El impacto de las lluvias extremas en el Caribe colombiano deja un saldo de 14 personas fallecidas, cerca de 50.000 familias afectadas y al menos 9.000 viviendas destruidas, según el balance entregado por el presidente Gustavo Petro durante una sesión del Consejo Nacional de Gestión del Riesgo.
Las inundaciones, que golpean con fuerza a Córdoba y Sucre, han cubierto extensas áreas agrícolas y provocado el desbordamiento de ríos y caños, comprometiendo la seguridad alimentaria de miles de hogares.
Ante el escenario, el Gobierno anunció medidas extraordinarias para mitigar los daños, entre ellas la intervención de diques que obstaculizan el flujo natural del agua y la revisión técnica del manejo de embalses, incluido el de Urrá S.A.

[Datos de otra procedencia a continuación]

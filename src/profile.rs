//! Per-job execution-time profiling.
//!
//! A [`Profile`] is attached to a job on demand and updated by the
//! dispatcher around each profiled callback invocation. Stopping profiling
//! freezes the record without discarding it; re-starting wipes it.

/// Timing statistics for one job, in microseconds of wall-clock time.
pub struct Profile {
    active: bool,
    last_micros: u32,
    best_micros: u32,
    worst_micros: u32,
    count: u32,
}

impl Profile {
    /// Fresh record: best-time starts at `u32::MAX` so the first real
    /// measurement always becomes the new best.
    pub(crate) fn new() -> Self {
        Self {
            active: true,
            last_micros: 0,
            best_micros: u32::MAX,
            worst_micros: 0,
            count: 0,
        }
    }

    pub(crate) fn record(&mut self, elapsed: u32) {
        self.last_micros = elapsed;
        self.best_micros = self.best_micros.min(elapsed);
        self.worst_micros = self.worst_micros.max(elapsed);
        self.count = self.count.wrapping_add(1);
    }

    pub(crate) fn stop(&mut self) {
        self.active = false;
    }

    /// Whether timing updates are still being recorded.
    pub fn is_active(&self) -> bool {
        self.active
    }

    /// Duration of the most recent profiled invocation.
    pub fn last_micros(&self) -> u32 {
        self.last_micros
    }

    /// Shortest profiled invocation seen so far (`u32::MAX` until the
    /// first one).
    pub fn best_micros(&self) -> u32 {
        self.best_micros
    }

    /// Longest profiled invocation seen so far.
    pub fn worst_micros(&self) -> u32 {
        self.worst_micros
    }

    /// Number of profiled invocations recorded.
    pub fn execution_count(&self) -> u32 {
        self.count
    }
}

/// Elapsed time between two microsecond clock samples.
///
/// Uses `max − min` rather than `end − start`, which tolerates the clock
/// wrapping at most once between samples. Not a general rollover-safe
/// subtraction; kept as-is for parity with the original firmware scheduler
/// this crate derives from.
pub(crate) fn elapsed_micros(start: u32, end: u32) -> u32 {
    start.max(end) - start.min(end)
}
//! Sharing one scheduler between a tick interrupt and the main loop.
//!
//! The scheduler itself is a plain `&mut self` state machine with no
//! internal locking. Its two drivers run in different execution contexts —
//! the tick source is typically an interrupt handler, the dispatcher the
//! cooperative main loop — so every access must be serialized.
//! [`SharedScheduler`] packages that contract: each entry point takes a
//! critical section for the duration of the call.
//!
//! Note that [`SharedScheduler::service`] runs job callbacks with the
//! critical section held, so ticks are masked while a callback executes.
//! Keep callbacks short, or accept coarser tick timing during dispatch.

use core::cell::RefCell;

use critical_section::Mutex;

use crate::sched::Scheduler;

/// A [`Scheduler`] behind a `critical-section` mutex, suitable for a
/// `static` shared between an ISR and the main loop.
///
/// ```no_run
/// use tick_sched::{Scheduler, SharedScheduler};
///
/// fn micros() -> u32 {
///     // read a hardware timer here
///     0
/// }
///
/// static SCHED: SharedScheduler = SharedScheduler::new(Scheduler::new(micros));
///
/// // from the periodic timer interrupt:
/// fn on_tick() {
///     SCHED.advance();
/// }
///
/// // from the main loop:
/// fn main_loop_iteration() {
///     SCHED.service();
/// }
/// ```
pub struct SharedScheduler {
    inner: Mutex<RefCell<Scheduler>>,
}

impl SharedScheduler {
    pub const fn new(sched: Scheduler) -> Self {
        Self {
            inner: Mutex::new(RefCell::new(sched)),
        }
    }

    /// Tick entry point: advance all countdowns inside a critical section.
    pub fn advance(&self) {
        critical_section::with(|cs| self.inner.borrow_ref_mut(cs).advance());
    }

    /// Dispatch entry point: run at most one due job inside a critical
    /// section.
    pub fn service(&self) {
        critical_section::with(|cs| self.inner.borrow_ref_mut(cs).service());
    }

    /// Run any other scheduler operation inside a critical section.
    pub fn with<R>(&self, f: impl FnOnce(&mut Scheduler) -> R) -> R {
        critical_section::with(|cs| f(&mut self.inner.borrow_ref_mut(cs)))
    }
}
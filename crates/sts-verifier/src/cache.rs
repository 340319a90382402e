//! Public key cache with request coalescing.
//!
//! Every entry traces to a successful resolver fetch; failures are never
//! cached. Concurrent misses for the same key id share one upstream fetch
//! through an in-flight map of `OnceCell`s: the first caller drives the
//! fetch, later callers await the same cell and observe the same outcome.
//! If the driving caller is cancelled the cell stays empty, nothing is
//! committed, and a remaining waiter takes over the fetch. The last caller
//! to leave a cell removes it from the in-flight map, whether it finished or
//! was dropped.

use crate::errors::KeySetError;
use crate::observability::metrics::record_key_cache_lookup;
use crate::resolver::KeySetResolver;
use chrono::{DateTime, Utc};
use common::clock::Clock;
use common::jwks::PublicKey;
use std::collections::HashMap;
use std::sync::{Arc, Mutex, PoisonError};
use std::time::Duration;
use tokio::sync::{OnceCell, RwLock};
use tracing::instrument;

type FetchCell = OnceCell<Result<Arc<PublicKey>, KeySetError>>;
type InFlight = Mutex<HashMap<String, Flight>>;

struct Flight {
    cell: Arc<FetchCell>,
    /// Callers currently holding a [`FlightGuard`] on `cell`.
    waiters: usize,
}

/// One caller's claim on an in-flight cell.
///
/// Dropping it removes the flight from the map once the cell is settled or
/// the last waiter has left. Runs on cancellation too.
struct FlightGuard<'a> {
    in_flight: &'a InFlight,
    kid: &'a str,
    cell: Arc<FetchCell>,
}

impl Drop for FlightGuard<'_> {
    fn drop(&mut self) {
        let mut in_flight = self.in_flight.lock().unwrap_or_else(PoisonError::into_inner);
        let Some(flight) = in_flight.get_mut(self.kid) else {
            return;
        };
        if !Arc::ptr_eq(&flight.cell, &self.cell) {
            return;
        }

        flight.waiters = flight.waiters.saturating_sub(1);
        if flight.waiters == 0 || self.cell.initialized() {
            in_flight.remove(self.kid);
        }
    }
}

#[derive(Debug)]
struct CachedKey {
    key: Arc<PublicKey>,
    fetched_at: DateTime<Utc>,
}

/// Caches resolved public keys by key id.
pub struct PublicKeyCache {
    resolver: Arc<dyn KeySetResolver>,
    clock: Arc<dyn Clock>,
    /// `None` keeps entries for the process lifetime.
    ttl: Option<Duration>,
    entries: RwLock<HashMap<String, CachedKey>>,
    in_flight: InFlight,
}

impl PublicKeyCache {
    pub fn new(
        resolver: Arc<dyn KeySetResolver>,
        clock: Arc<dyn Clock>,
        ttl: Option<Duration>,
    ) -> Self {
        Self {
            resolver,
            clock,
            ttl,
            entries: RwLock::new(HashMap::new()),
            in_flight: Mutex::new(HashMap::new()),
        }
    }

    pub fn namespace(&self) -> &str {
        self.resolver.namespace()
    }

    /// Public key for `kid`, fetching it on a miss.
    ///
    /// # Errors
    ///
    /// The resolver's error for this fetch. Shared by every caller that
    /// coalesced onto it and not cached.
    #[instrument(skip(self), fields(kid = %kid))]
    pub async fn get_public_key(&self, kid: &str) -> Result<Arc<PublicKey>, KeySetError> {
        if let Some(key) = self.lookup(kid).await {
            record_key_cache_lookup("hit");
            return Ok(key);
        }

        let (guard, leader) = {
            let mut in_flight = self.in_flight.lock().unwrap_or_else(PoisonError::into_inner);
            let (cell, leader) = match in_flight.get_mut(kid) {
                Some(flight) => {
                    flight.waiters += 1;
                    (Arc::clone(&flight.cell), false)
                }
                None => {
                    let cell = Arc::new(FetchCell::new());
                    in_flight.insert(
                        kid.to_string(),
                        Flight {
                            cell: Arc::clone(&cell),
                            waiters: 1,
                        },
                    );
                    (cell, true)
                }
            };
            let guard = FlightGuard {
                in_flight: &self.in_flight,
                kid,
                cell,
            };
            (guard, leader)
        };

        if leader {
            record_key_cache_lookup("miss");
        } else {
            record_key_cache_lookup("coalesced");
            tracing::debug!(target: "sts.verifier.cache", kid = %kid, "Joining in-flight key fetch");
        }

        let result = guard
            .cell
            .get_or_init(|| self.fetch_and_commit(kid))
            .await
            .clone();
        drop(guard);

        result
    }

    /// Number of key ids with a fetch currently in flight.
    pub fn pending_fetches(&self) -> usize {
        self.in_flight
            .lock()
            .unwrap_or_else(PoisonError::into_inner)
            .len()
    }

    /// Whether a fresh entry exists for `kid`.
    pub async fn contains(&self, kid: &str) -> bool {
        self.lookup(kid).await.is_some()
    }

    /// Number of committed entries, fresh or stale.
    pub async fn len(&self) -> usize {
        self.entries.read().await.len()
    }

    pub async fn is_empty(&self) -> bool {
        self.len().await == 0
    }

    async fn lookup(&self, kid: &str) -> Option<Arc<PublicKey>> {
        let entries = self.entries.read().await;
        let entry = entries.get(kid)?;

        if let Some(ttl) = self.ttl {
            let age = (self.clock.now() - entry.fetched_at)
                .to_std()
                .unwrap_or(Duration::ZERO);
            if age >= ttl {
                tracing::debug!(target: "sts.verifier.cache", kid = %kid, "Cached key is stale");
                return None;
            }
        }

        Some(Arc::clone(&entry.key))
    }

    async fn fetch_and_commit(&self, kid: &str) -> Result<Arc<PublicKey>, KeySetError> {
        // A flight that finished just before ours may have committed already
        if let Some(key) = self.lookup(kid).await {
            return Ok(key);
        }

        let key = match self.resolver.fetch_key(kid).await {
            Ok(key) => key,
            Err(e) => {
                match &e {
                    KeySetError::Unavailable(_) => {
                        tracing::warn!(target: "sts.verifier.cache", kid = %kid, error = %e, "Key fetch failed")
                    }
                    KeySetError::KeyNotFound(_) => {
                        // Rotated out upstream: drop any stale entry
                        if self.entries.write().await.remove(kid).is_some() {
                            tracing::debug!(target: "sts.verifier.cache", kid = %kid, "Evicted key no longer in key set");
                        } else {
                            tracing::debug!(target: "sts.verifier.cache", kid = %kid, "Key not in key set");
                        }
                    }
                }
                return Err(e);
            }
        };

        if key.kid() != kid {
            tracing::warn!(
                target: "sts.verifier.cache",
                kid = %kid,
                returned_kid = %key.kid(),
                "Resolver returned a different key id"
            );
            return Err(KeySetError::Unavailable(format!(
                "resolver returned key {} for {kid}",
                key.kid()
            )));
        }

        let key = Arc::new(key);
        self.entries.write().await.insert(
            kid.to_string(),
            CachedKey {
                key: Arc::clone(&key),
                fetched_at: self.clock.now(),
            },
        );

        tracing::debug!(target: "sts.verifier.cache", kid = %kid, namespace = %self.namespace(), "Cached public key");
        Ok(key)
    }
}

También se estudia declarar nuevamente la emergencia económica, ambiental y social para acelerar recursos y acciones de atención humanitaria.
Mientras continúan las labores de rescate y asistencia, las autoridades mantienen la alerta por la posible llegada de un nuevo frente frío durante el fin de semana. El llamado oficial es a mantener la calma, acatar evacuaciones preventivas y priorizar la protección de la vida en las zonas más vulnerables.